INPUT RECORDS —
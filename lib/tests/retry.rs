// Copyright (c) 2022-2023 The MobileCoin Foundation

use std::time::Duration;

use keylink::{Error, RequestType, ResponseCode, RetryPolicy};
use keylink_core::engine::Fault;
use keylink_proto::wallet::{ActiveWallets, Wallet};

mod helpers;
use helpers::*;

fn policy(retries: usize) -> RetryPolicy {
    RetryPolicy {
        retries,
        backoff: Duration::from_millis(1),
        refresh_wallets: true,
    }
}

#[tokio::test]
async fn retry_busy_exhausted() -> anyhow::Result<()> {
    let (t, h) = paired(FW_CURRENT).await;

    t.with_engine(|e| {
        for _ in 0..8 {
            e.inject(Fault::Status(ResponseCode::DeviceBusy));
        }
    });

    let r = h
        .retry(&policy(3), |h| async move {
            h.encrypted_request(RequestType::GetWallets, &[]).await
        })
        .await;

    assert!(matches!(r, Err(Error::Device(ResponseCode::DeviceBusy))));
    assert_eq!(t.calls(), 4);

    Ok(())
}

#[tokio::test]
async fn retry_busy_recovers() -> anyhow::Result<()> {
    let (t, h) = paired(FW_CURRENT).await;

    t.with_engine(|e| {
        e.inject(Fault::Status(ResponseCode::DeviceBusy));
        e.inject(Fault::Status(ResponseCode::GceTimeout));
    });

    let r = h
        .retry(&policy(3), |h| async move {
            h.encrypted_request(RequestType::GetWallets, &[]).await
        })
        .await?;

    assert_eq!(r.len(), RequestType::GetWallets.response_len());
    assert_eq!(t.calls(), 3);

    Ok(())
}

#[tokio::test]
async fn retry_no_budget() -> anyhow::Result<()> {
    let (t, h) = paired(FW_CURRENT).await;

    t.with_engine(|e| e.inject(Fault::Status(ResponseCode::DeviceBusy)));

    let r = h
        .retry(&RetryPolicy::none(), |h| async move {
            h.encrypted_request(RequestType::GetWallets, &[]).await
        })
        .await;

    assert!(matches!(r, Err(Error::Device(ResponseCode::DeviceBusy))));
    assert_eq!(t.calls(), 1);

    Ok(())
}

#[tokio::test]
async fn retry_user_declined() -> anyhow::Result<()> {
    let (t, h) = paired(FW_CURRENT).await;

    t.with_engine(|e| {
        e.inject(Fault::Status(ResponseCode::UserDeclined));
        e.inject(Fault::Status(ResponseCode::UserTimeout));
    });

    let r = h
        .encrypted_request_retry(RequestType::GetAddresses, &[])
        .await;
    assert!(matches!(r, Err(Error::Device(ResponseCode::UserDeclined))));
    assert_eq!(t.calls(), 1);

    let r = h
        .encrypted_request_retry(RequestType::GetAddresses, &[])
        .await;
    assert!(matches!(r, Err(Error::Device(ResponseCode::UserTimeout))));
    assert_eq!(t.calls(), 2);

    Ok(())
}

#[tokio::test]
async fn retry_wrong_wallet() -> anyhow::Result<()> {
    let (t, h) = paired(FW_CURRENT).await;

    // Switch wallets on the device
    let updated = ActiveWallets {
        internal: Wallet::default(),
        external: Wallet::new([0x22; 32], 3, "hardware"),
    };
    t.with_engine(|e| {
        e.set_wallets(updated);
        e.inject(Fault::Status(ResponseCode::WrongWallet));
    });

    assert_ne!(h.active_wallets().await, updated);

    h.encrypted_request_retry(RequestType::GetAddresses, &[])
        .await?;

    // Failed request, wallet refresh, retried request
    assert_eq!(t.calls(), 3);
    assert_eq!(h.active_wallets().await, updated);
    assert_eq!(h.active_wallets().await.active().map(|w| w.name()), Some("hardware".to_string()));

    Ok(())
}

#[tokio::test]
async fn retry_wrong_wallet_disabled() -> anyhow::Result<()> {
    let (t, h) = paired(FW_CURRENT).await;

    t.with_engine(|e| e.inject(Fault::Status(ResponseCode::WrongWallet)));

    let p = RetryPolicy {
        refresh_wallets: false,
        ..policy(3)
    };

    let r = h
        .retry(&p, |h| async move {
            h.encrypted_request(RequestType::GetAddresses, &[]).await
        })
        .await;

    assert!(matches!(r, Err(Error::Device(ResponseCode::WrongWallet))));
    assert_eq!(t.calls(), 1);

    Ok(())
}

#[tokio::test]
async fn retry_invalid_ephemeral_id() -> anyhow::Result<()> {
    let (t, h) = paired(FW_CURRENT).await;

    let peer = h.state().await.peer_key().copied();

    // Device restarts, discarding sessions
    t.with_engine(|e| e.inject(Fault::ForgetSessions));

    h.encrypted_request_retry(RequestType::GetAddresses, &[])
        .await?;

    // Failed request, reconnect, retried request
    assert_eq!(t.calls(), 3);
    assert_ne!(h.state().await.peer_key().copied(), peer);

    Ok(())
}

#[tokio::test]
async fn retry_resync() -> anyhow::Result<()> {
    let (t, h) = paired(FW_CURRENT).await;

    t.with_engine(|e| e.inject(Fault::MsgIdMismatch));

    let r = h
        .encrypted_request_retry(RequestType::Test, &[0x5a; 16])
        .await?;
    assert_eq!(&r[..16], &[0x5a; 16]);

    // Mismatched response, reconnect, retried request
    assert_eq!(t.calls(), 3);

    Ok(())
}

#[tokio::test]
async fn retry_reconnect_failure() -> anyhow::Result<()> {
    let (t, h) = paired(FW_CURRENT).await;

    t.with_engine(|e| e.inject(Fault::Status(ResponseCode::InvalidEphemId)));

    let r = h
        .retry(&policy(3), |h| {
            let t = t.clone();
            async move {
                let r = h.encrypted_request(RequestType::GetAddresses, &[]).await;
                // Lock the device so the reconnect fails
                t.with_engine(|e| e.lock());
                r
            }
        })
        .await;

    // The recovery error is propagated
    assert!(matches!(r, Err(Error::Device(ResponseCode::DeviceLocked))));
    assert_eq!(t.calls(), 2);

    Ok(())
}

AIM OF THE EXERCISE — All of the records need to be returned exactly as they are.

FINISHED TASK —
filename lib/tests/retry.rs
// Copyright (c) 2022-2023 The MobileCoin Foundation

use std::time::Duration;

use keylink::{Error, RequestType, ResponseCode, RetryPolicy};
use keylink_core::engine::Fault;
use keylink_proto::wallet::{ActiveWallets, Wallet};

mod helpers;
use helpers::*;

fn policy(retries: usize) -> RetryPolicy {
    RetryPolicy {
        retries,
        backoff: Duration::from_millis(1),
        refresh_wallets: true,
    }
}

#[tokio::test]
async fn retry_busy_exhausted() -> anyhow::Result<()> {
    let (t, h) = paired(FW_CURRENT).await;

    t.with_engine(|e| {
        for _ in 0..8 {
            e.inject(Fault::Status(ResponseCode::DeviceBusy));
        }
    });

    let r = h
        .retry(&policy(3), |h| async move {
            h.encrypted_request(RequestType::GetWallets, &[]).await
        })
        .await;

    assert!(matches!(r, Err(Error::Device(ResponseCode::DeviceBusy))));
    assert_eq!(t.calls(), 4);

    Ok(())
}

#[tokio::test]
async fn retry_busy_recovers() -> anyhow::Result<()> {
    let (t, h) = paired(FW_CURRENT).await;

    t.with_engine(|e| {
        e.inject(Fault::Status(ResponseCode::DeviceBusy));
        e.inject(Fault::Status(ResponseCode::GceTimeout));
    });

    let r = h
        .retry(&policy(3), |h| async move {
            h.encrypted_request(RequestType::GetWallets, &[]).await
        })
        .await?;

    assert_eq!(r.len(), RequestType::GetWallets.response_len());
    assert_eq!(t.calls(), 3);

    Ok(())
}

#[tokio::test]
async fn retry_no_budget() -> anyhow::Result<()> {
    let (t, h) = paired(FW_CURRENT).await;

    t.with_engine(|e| e.inject(Fault::Status(ResponseCode::DeviceBusy)));

    let r = h
        .retry(&RetryPolicy::none(), |h| async move {
            h.encrypted_request(RequestType::GetWallets, &[]).await
        })
        .await;

    assert!(matches!(r, Err(Error::Device(ResponseCode::DeviceBusy))));
    assert_eq!(t.calls(), 1);

    Ok(())
}

#[tokio::test]
async fn retry_user_declined() -> anyhow::Result<()> {
    let (t, h) = paired(FW_CURRENT).await;

    t.with_engine(|e| {
        e.inject(Fault::Status(ResponseCode::UserDeclined));
        e.inject(Fault::Status(ResponseCode::UserTimeout));
    });

    let r = h
        .encrypted_request_retry(RequestType::GetAddresses, &[])
        .await;
    assert!(matches!(r, Err(Error::Device(ResponseCode::UserDeclined))));
    assert_eq!(t.calls(), 1);

    let r = h
        .encrypted_request_retry(RequestType::GetAddresses, &[])
        .await;
    assert!(matches!(r, Err(Error::Device(ResponseCode::UserTimeout))));
    assert_eq!(t.calls(), 2);

    Ok(())
}

#[tokio::test]
async fn retry_wrong_wallet() -> anyhow::Result<()> {
    let (t, h) = paired(FW_CURRENT).await;

    // Switch wallets on the device
    let updated = ActiveWallets {
        internal: Wallet::default(),
        external: Wallet::new([0x22; 32], 3, "hardware"),
    };
    t.with_engine(|e| {
        e.set_wallets(updated);
        e.inject(Fault::Status(ResponseCode::WrongWallet));
    });

    assert_ne!(h.active_wallets().await, updated);

    h.encrypted_request_retry(RequestType::GetAddresses, &[])
        .await?;

    // Failed request, wallet refresh, retried request
    assert_eq!(t.calls(), 3);
    assert_eq!(h.active_wallets().await, updated);
    assert_eq!(h.active_wallets().await.active().map(|w| w.name()), Some("hardware".to_string()));

    Ok(())
}

#[tokio::test]
async fn retry_wrong_wallet_disabled() -> anyhow::Result<()> {
    let (t, h) = paired(FW_CURRENT).await;

    t.with_engine(|e| e.inject(Fault::Status(ResponseCode::WrongWallet)));

    let p = RetryPolicy {
        refresh_wallets: false,
        ..policy(3)
    };

    let r = h
        .retry(&p, |h| async move {
            h.encrypted_request(RequestType::GetAddresses, &[]).await
        })
        .await;

    assert!(matches!(r, Err(Error::Device(ResponseCode::WrongWallet))));
    assert_eq!(t.calls(), 1);

    Ok(())
}

#[tokio::test]
async fn retry_invalid_ephemeral_id() -> anyhow::Result<()> {
    let (t, h) = paired(FW_CURRENT).await;

    let peer = h.state().await.peer_key().copied();

    // Device restarts, discarding sessions
    t.with_engine(|e| e.inject(Fault::ForgetSessions));

    h.encrypted_request_retry(RequestType::GetAddresses, &[])
        .await?;

    // Failed request, reconnect, retried request
    assert_eq!(t.calls(), 3);
    assert_ne!(h.state().await.peer_key().copied(), peer);

    Ok(())
}

#[tokio::test]
async fn retry_resync() -> anyhow::Result<()> {
    let (t, h) = paired(FW_CURRENT).await;

    t.with_engine(|e| e.inject(Fault::MsgIdMismatch));

    let r = h
        .encrypted_request_retry(RequestType::Test, &[0x5a; 16])
        .await?;
    assert_eq!(&r[..16], &[0x5a; 16]);

    // Mismatched response, reconnect, retried request
    assert_eq!(t.calls(), 3);

    Ok(())
}

#[tokio::test]
async fn retry_reconnect_failure() -> anyhow::Result<()> {
    let (t, h) = paired(FW_CURRENT).await;

    t.with_engine(|e| e.inject(Fault::Status(ResponseCode::InvalidEphemId)));

    let r = h
        .retry(&policy(3), |h| {
            let t = t.clone();
            async move {
                let r = h.encrypted_request(RequestType::GetAddresses, &[]).await;
                // Lock the device so the reconnect fails
                t.with_engine(|e| e.lock());
                r
            }
        })
        .await;

    // The recovery error is propagated
    assert!(matches!(r, Err(Error::Device(ResponseCode::DeviceLocked))));
    assert_eq!(t.calls(), 2);

    Ok(())
}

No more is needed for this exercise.